Kummer's academic career was retarded by a conflict with Otto Höfler which became part of the conflict between the Ahnenerbe and the Amt Rosenberg, with which Kummer was affiliated. Höfler originally fanned the flames of their disagreement with a dismissive treatment of Kummer's work in his Kultische Geheimbünde der Germanen (1934), but Kummer fought back "with almost every weapon he could get." Kummer attacked Höfler's version of the Germanic Continuity Theory as based on the equation of the ancient Teutons with primitives and therefore inherently denigratory. He accused the Catholic Höfler, whose work emphasises initiatory cults and secret societies, of "an un-Nordic predilection for strange rites and ecstatic practices". Höfler was able to point out the potential destructiveness of such sectarianism in the Third Reich, and his viewpoint easily supported the notion of National Socialism as the culmination of Germanic history, whereas Kummer had to resort to a reawakening of suppressed cultural forces. Heinrich Himmler intervened in the quarrel and Kummer was forced to withdraw his attacks on Höfler and resign from the journal Nordische Stimmen, which he had founded; only then did his academic career advance.

==Selected publications==
- Midgards Untergang: Germanischer Kult und Glaube in den letzten heidnischen Jahrhunderten. Veröffentlichungen des Forschungsinstituts für Vergleichende Religionsgeschichte an der Universität Leipzig ser. 2 vol. 7. Leipzig: Pfeiffer, 1927. . Rev. ed. Leipzig: Klein, 1935. . 3rd enlarged ed. 1937.

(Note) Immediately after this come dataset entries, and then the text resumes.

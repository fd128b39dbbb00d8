// Audio Export - Offline rendering of the current pattern to a WAV file
//
// Unlike the realtime path this runs as fast as possible. At most one export
// is in flight at a time; a failed export never leaves a partial file.

use crate::audio::offline::{OfflineRenderer, RenderError};
use crate::audio::wav::{self, WavError};
use crate::config::SequencerConfig;
use crate::sequencer::state::SequencerState;
use chrono::{DateTime, Utc};
use std::fmt;
use std::fs;
use std::path::{Path, PathBuf};
use std::str::FromStr;
use std::sync::Arc;
use std::sync::atomic::{AtomicBool, Ordering};

/// Audio export format
#[derive(Debug, Clone, Copy, PartialEq, Eq, Default)]
pub enum ExportFormat {
    #[default]
    Wav,
    /// Not encoded yet: exported as WAV
    Mp3,
}

impl ExportFormat {
    /// Format actually written for this request
    pub fn effective(self) -> ExportFormat {
        ExportFormat::Wav
    }

    pub fn extension(self) -> &'static str {
        match self {
            ExportFormat::Wav => "wav",
            ExportFormat::Mp3 => "mp3",
        }
    }
}

impl fmt::Display for ExportFormat {
    fn fmt(&self, f: &mut fmt::Formatter<'_>) -> fmt::Result {
        f.write_str(self.extension())
    }
}

impl FromStr for ExportFormat {
    type Err = String;

    fn from_str(s: &str) -> Result<Self, Self::Err> {
        match s.trim().to_ascii_lowercase().as_str() {
            "wav" => Ok(ExportFormat::Wav),
            "mp3" => Ok(ExportFormat::Mp3),
            other => Err(format!("Unknown export format '{}' (expected wav or mp3)", other)),
        }
    }
}

#[derive(Debug, Clone, Copy, PartialEq, Eq)]
pub struct ExportRequest {
    pub format: ExportFormat,
    pub loops: u32,
}

impl ExportRequest {
    pub fn new(format: ExportFormat, loops: u32) -> Self {
        Self { format, loops }
    }
}

impl Default for ExportRequest {
    fn default() -> Self {
        Self::new(ExportFormat::Wav, 1)
    }
}

#[derive(Debug, thiserror::Error)]
pub enum ExportError {
    #[error("An export is already in progress")]
    AlreadyInProgress,

    #[error("Loop count {loops} out of range (1..={max})")]
    InvalidLoopCount { loops: u32, max: u32 },

    #[error("Render failed: {0}")]
    Render(#[from] RenderError),

    #[error("Encoding failed: {0}")]
    Encode(#[from] WavError),

    #[error("IO error: {0}")]
    Io(#[from] std::io::Error),
}

/// Finished export, ready to be written or handed to the user
#[derive(Debug, Clone, PartialEq)]
pub struct ExportArtifact {
    pub file_name: String,
    pub mime_type: &'static str,
    pub bytes: Vec<u8>,
}

impl ExportArtifact {
    /// `beat-<unix epoch millis>.wav`
    pub fn file_name_at(timestamp: DateTime<Utc>) -> String {
        format!("beat-{}.wav", timestamp.timestamp_millis())
    }

    /// Write into `dir`, creating it if needed.
    /// The final name only appears once every byte is on disk.
    pub fn write_to(&self, dir: &Path) -> Result<PathBuf, ExportError> {
        fs::create_dir_all(dir)?;
        let path = dir.join(&self.file_name);
        let part_path = dir.join(format!("{}.part", self.file_name));

        if let Err(e) = fs::write(&part_path, &self.bytes).and_then(|()| fs::rename(&part_path, &path)) {
            let _ = fs::remove_file(&part_path);
            return Err(e.into());
        }

        log::info!("Exported {} ({} bytes)", path.display(), self.bytes.len());
        Ok(path)
    }
}

/// Clears the in-flight flag however the export ends
struct InFlightGuard {
    flag: Arc<AtomicBool>,
}

impl InFlightGuard {
    fn acquire(flag: &Arc<AtomicBool>) -> Option<Self> {
        flag.compare_exchange(false, true, Ordering::AcqRel, Ordering::Acquire)
            .ok()
            .map(|_| Self {
                flag: Arc::clone(flag),
            })
    }
}

impl Drop for InFlightGuard {
    fn drop(&mut self) {
        self.flag.store(false, Ordering::Release);
    }
}

/// Single-flight exporter. Clones share the in-flight flag.
#[derive(Debug, Clone)]
pub struct Exporter {
    sample_rate: u32,
    master_gain: f32,
    max_loops: u32,
    in_flight: Arc<AtomicBool>,
}

impl Exporter {
    pub fn new(sample_rate: u32, config: &SequencerConfig) -> Self {
        Self {
            sample_rate,
            master_gain: config.master_gain,
            max_loops: config.max_loops,
            in_flight: Arc::new(AtomicBool::new(false)),
        }
    }

    pub fn sample_rate(&self) -> u32 {
        self.sample_rate
    }

    pub fn is_busy(&self) -> bool {
        self.in_flight.load(Ordering::Acquire)
    }

    /// Render `request.loops` loops of `state` and encode them
    pub fn export(
        &self,
        state: &SequencerState,
        request: ExportRequest,
    ) -> Result<ExportArtifact, ExportError> {
        let _guard = InFlightGuard::acquire(&self.in_flight).ok_or(ExportError::AlreadyInProgress)?;

        if request.loops == 0 || request.loops > self.max_loops {
            return Err(ExportError::InvalidLoopCount {
                loops: request.loops,
                max: self.max_loops,
            });
        }

        if request.format != request.format.effective() {
            log::warn!(
                "{} export is not supported yet, exporting as {}",
                request.format,
                request.format.effective()
            );
        }

        let buffer = OfflineRenderer::new(self.sample_rate, self.master_gain).render(state, request.loops)?;
        let bytes = wav::encode_wav(&buffer)?;

        Ok(ExportArtifact {
            file_name: ExportArtifact::file_name_at(Utc::now()),
            mime_type: wav::MIME_TYPE,
            bytes,
        })
    }
}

- Mission als Sittenwechsel. Mit einer Antwort an Prof. D. Rückert: ′Die kulturelle und nationale Bedeutung der Missionierung Germaniens für das deutsche Volk′. Reden und Aufsätze zum nordischen Gedanken 1. Leipzig: Klein, 1933.
- Herd und Altar. Wandlungen altnordischer Sittlichkeit im Glaubenswechsel. Volume 1 Persönlichkeit und Gemeinschaft. Leipzig: Klein, 1934. Volume 2 Der Machtkampf zwischen Volk, König und Kirche im alten Norden. Leipzig: Klein, 1939.
- Germanenkunde im Kulturkampf: Beiträge zum Kampf um Wissenschaft, Theologie und Mythus des 20. Jahrhunderts. Reden und Aufsätze zum nordischen Gedanken 25. Leipzig: Klein, 1925.
- Gefolgschaft, Führertum und Freiheit. Vom Grundgesetz der Demokratie in alter Zeit. Zeven: Lienau, 1956.